%%
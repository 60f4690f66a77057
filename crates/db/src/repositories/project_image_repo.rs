//! Repository for the `project_images` table.
//!
//! Images are ordered within their project; ordering is scoped by
//! `project_id` rather than table-wide like [`crate::ContentTable`] rows.

use sqlx::PgPool;
use vitrine_core::ordering::{next_position, renumber, SortAssignment};
use vitrine_core::types::DbId;

use crate::models::project::{CreateProjectImage, ProjectImage, UpdateProjectImage};

const COLUMNS: &str = "id, project_id, image_url, caption, sort_order, created_at, updated_at";

/// Provides CRUD and ordering for project images.
pub struct ProjectImageRepo;

impl ProjectImageRepo {
    /// Attach an image to a project, appended last unless `sort_order` is set.
    pub async fn create(
        pool: &PgPool,
        project_id: DbId,
        input: &CreateProjectImage,
    ) -> Result<ProjectImage, sqlx::Error> {
        let mut tx = pool.begin().await?;
        let sort_order = match input.sort_order {
            Some(order) => order,
            None => {
                Self::lock_project(&mut tx, project_id).await?;
                let max: Option<i32> = sqlx::query_scalar(
                    "SELECT MAX(sort_order) FROM project_images WHERE project_id = $1",
                )
                .bind(project_id)
                .fetch_one(&mut *tx)
                .await?;
                next_position(max)
            }
        };
        let query = format!(
            "INSERT INTO project_images (project_id, image_url, caption, sort_order) \
             VALUES ($1, $2, $3, $4) \
             RETURNING {COLUMNS}"
        );
        let row = sqlx::query_as::<_, ProjectImage>(&query)
            .bind(project_id)
            .bind(&input.image_url)
            .bind(&input.caption)
            .bind(sort_order)
            .fetch_one(&mut *tx)
            .await?;
        tx.commit().await?;
        Ok(row)
    }

    /// Images of a project in display order.
    pub async fn list_for_project(
        pool: &PgPool,
        project_id: DbId,
    ) -> Result<Vec<ProjectImage>, sqlx::Error> {
        let query = format!(
            "SELECT {COLUMNS} FROM project_images WHERE project_id = $1 ORDER BY sort_order, id"
        );
        sqlx::query_as::<_, ProjectImage>(&query)
            .bind(project_id)
            .fetch_all(pool)
            .await
    }

    /// Rewrite the image order of one project.
    ///
    /// `plan` gets the current image ids under a lock on the parent project
    /// row and returns the new order; an `Err` from it rolls back unchanged.
    pub async fn reorder<F, E>(
        pool: &PgPool,
        project_id: DbId,
        plan: F,
    ) -> Result<Vec<SortAssignment>, E>
    where
        F: FnOnce(&[DbId]) -> Result<Vec<DbId>, E>,
        E: From<sqlx::Error>,
    {
        let mut tx = pool.begin().await?;
        Self::lock_project(&mut tx, project_id).await?;

        let existing: Vec<DbId> = sqlx::query_scalar(
            "SELECT id FROM project_images WHERE project_id = $1 ORDER BY sort_order, id",
        )
        .bind(project_id)
        .fetch_all(&mut *tx)
        .await?;

        let assignments = renumber(&plan(&existing)?);
        let ids: Vec<DbId> = assignments.iter().map(|a| a.id).collect();
        let orders: Vec<i32> = assignments.iter().map(|a| a.sort_order).collect();

        sqlx::query(
            "UPDATE project_images AS pi SET sort_order = v.sort_order \
             FROM UNNEST($2::BIGINT[], $3::INTEGER[]) AS v(id, sort_order) \
             WHERE pi.id = v.id AND pi.project_id = $1",
        )
        .bind(project_id)
        .bind(&ids)
        .bind(&orders)
        .execute(&mut *tx)
        .await?;
        tx.commit().await?;
        Ok(assignments)
    }

    /// Update an image that belongs to `project_id`.
    pub async fn update(
        pool: &PgPool,
        project_id: DbId,
        id: DbId,
        input: &UpdateProjectImage,
    ) -> Result<Option<ProjectImage>, sqlx::Error> {
        let query = format!(
            "UPDATE project_images SET \
                image_url = COALESCE($3, image_url), \
                caption = COALESCE($4, caption) \
             WHERE id = $1 AND project_id = $2 \
             RETURNING {COLUMNS}"
        );
        sqlx::query_as::<_, ProjectImage>(&query)
            .bind(id)
            .bind(project_id)
            .bind(&input.image_url)
            .bind(&input.caption)
            .fetch_optional(pool)
            .await
    }

    /// Delete an image. Returns `true` if a row was removed.
    pub async fn delete(pool: &PgPool, project_id: DbId, id: DbId) -> Result<bool, sqlx::Error> {
        let result = sqlx::query("DELETE FROM project_images WHERE id = $1 AND project_id = $2")
            .bind(id)
            .bind(project_id)
            .execute(pool)
            .await?;
        Ok(result.rows_affected() > 0)
    }

    /// Serialize image ordering per project by locking the project row.
    async fn lock_project(
        tx: &mut sqlx::Transaction<'_, sqlx::Postgres>,
        project_id: DbId,
    ) -> Result<(), sqlx::Error> {
        sqlx::query("SELECT id FROM projects WHERE id = $1 FOR UPDATE")
            .bind(project_id)
            .fetch_optional(&mut **tx)
            .await?;
        Ok(())
    }
}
%%
- **Exercise details**: The response should repeat the whole listing exactly.

- **Completed exercise**:
repository 60f4690f66a77057
filename crates/db/src/repositories/project_image_repo.rs
//! Repository for the `project_images` table.
//!
//! Images are ordered within their project; ordering is scoped by
//! `project_id` rather than table-wide like [`crate::ContentTable`] rows.

use sqlx::PgPool;
use vitrine_core::ordering::{next_position, renumber, SortAssignment};
use vitrine_core::types::DbId;

use crate::models::project::{CreateProjectImage, ProjectImage, UpdateProjectImage};

const COLUMNS: &str = "id, project_id, image_url, caption, sort_order, created_at, updated_at";

/// Provides CRUD and ordering for project images.
pub struct ProjectImageRepo;

impl ProjectImageRepo {
    /// Attach an image to a project, appended last unless `sort_order` is set.
    pub async fn create(
        pool: &PgPool,
        project_id: DbId,
        input: &CreateProjectImage,
    ) -> Result<ProjectImage, sqlx::Error> {
        let mut tx = pool.begin().await?;
        let sort_order = match input.sort_order {
            Some(order) => order,
            None => {
                Self::lock_project(&mut tx, project_id).await?;
                let max: Option<i32> = sqlx::query_scalar(
                    "SELECT MAX(sort_order) FROM project_images WHERE project_id = $1",
                )
                .bind(project_id)
                .fetch_one(&mut *tx)
                .await?;
                next_position(max)
            }
        };
        let query = format!(
            "INSERT INTO project_images (project_id, image_url, caption, sort_order) \
             VALUES ($1, $2, $3, $4) \
             RETURNING {COLUMNS}"
        );
        let row = sqlx::query_as::<_, ProjectImage>(&query)
            .bind(project_id)
            .bind(&input.image_url)
            .bind(&input.caption)
            .bind(sort_order)
            .fetch_one(&mut *tx)
            .await?;
        tx.commit().await?;
        Ok(row)
    }

    /// Images of a project in display order.
    pub async fn list_for_project(
        pool: &PgPool,
        project_id: DbId,
    ) -> Result<Vec<ProjectImage>, sqlx::Error> {
        let query = format!(
            "SELECT {COLUMNS} FROM project_images WHERE project_id = $1 ORDER BY sort_order, id"
        );
        sqlx::query_as::<_, ProjectImage>(&query)
            .bind(project_id)
            .fetch_all(pool)
            .await
    }

    /// Rewrite the image order of one project.
    ///
    /// `plan` gets the current image ids under a lock on the parent project
    /// row and returns the new order; an `Err` from it rolls back unchanged.
    pub async fn reorder<F, E>(
        pool: &PgPool,
        project_id: DbId,
        plan: F,
    ) -> Result<Vec<SortAssignment>, E>
    where
        F: FnOnce(&[DbId]) -> Result<Vec<DbId>, E>,
        E: From<sqlx::Error>,
    {
        let mut tx = pool.begin().await?;
        Self::lock_project(&mut tx, project_id).await?;

        let existing: Vec<DbId> = sqlx::query_scalar(
            "SELECT id FROM project_images WHERE project_id = $1 ORDER BY sort_order, id",
        )
        .bind(project_id)
        .fetch_all(&mut *tx)
        .await?;

        let assignments = renumber(&plan(&existing)?);
        let ids: Vec<DbId> = assignments.iter().map(|a| a.id).collect();
        let orders: Vec<i32> = assignments.iter().map(|a| a.sort_order).collect();

        sqlx::query(
            "UPDATE project_images AS pi SET sort_order = v.sort_order \
             FROM UNNEST($2::BIGINT[], $3::INTEGER[]) AS v(id, sort_order) \
             WHERE pi.id = v.id AND pi.project_id = $1",
        )
        .bind(project_id)
        .bind(&ids)
        .bind(&orders)
        .execute(&mut *tx)
        .await?;
        tx.commit().await?;
        Ok(assignments)
    }

    /// Update an image that belongs to `project_id`.
    pub async fn update(
        pool: &PgPool,
        project_id: DbId,
        id: DbId,
        input: &UpdateProjectImage,
    ) -> Result<Option<ProjectImage>, sqlx::Error> {
        let query = format!(
            "UPDATE project_images SET \
                image_url = COALESCE($3, image_url), \
                caption = COALESCE($4, caption) \
             WHERE id = $1 AND project_id = $2 \
             RETURNING {COLUMNS}"
        );
        sqlx::query_as::<_, ProjectImage>(&query)
            .bind(id)
            .bind(project_id)
            .bind(&input.image_url)
            .bind(&input.caption)
            .fetch_optional(pool)
            .await
    }

    /// Delete an image. Returns `true` if a row was removed.
    pub async fn delete(pool: &PgPool, project_id: DbId, id: DbId) -> Result<bool, sqlx::Error> {
        let result = sqlx::query("DELETE FROM project_images WHERE id = $1 AND project_id = $2")
            .bind(id)
            .bind(project_id)
            .execute(pool)
            .await?;
        Ok(result.rows_affected() > 0)
    }

    /// Serialize image ordering per project by locking the project row.
    async fn lock_project(
        tx: &mut sqlx::Transaction<'_, sqlx::Postgres>,
        project_id: DbId,
    ) -> Result<(), sqlx::Error> {
        sqlx::query("SELECT id FROM projects WHERE id = $1 FOR UPDATE")
            .bind(project_id)
            .fetch_optional(&mut **tx)
            .await?;
        Ok(())
    }
}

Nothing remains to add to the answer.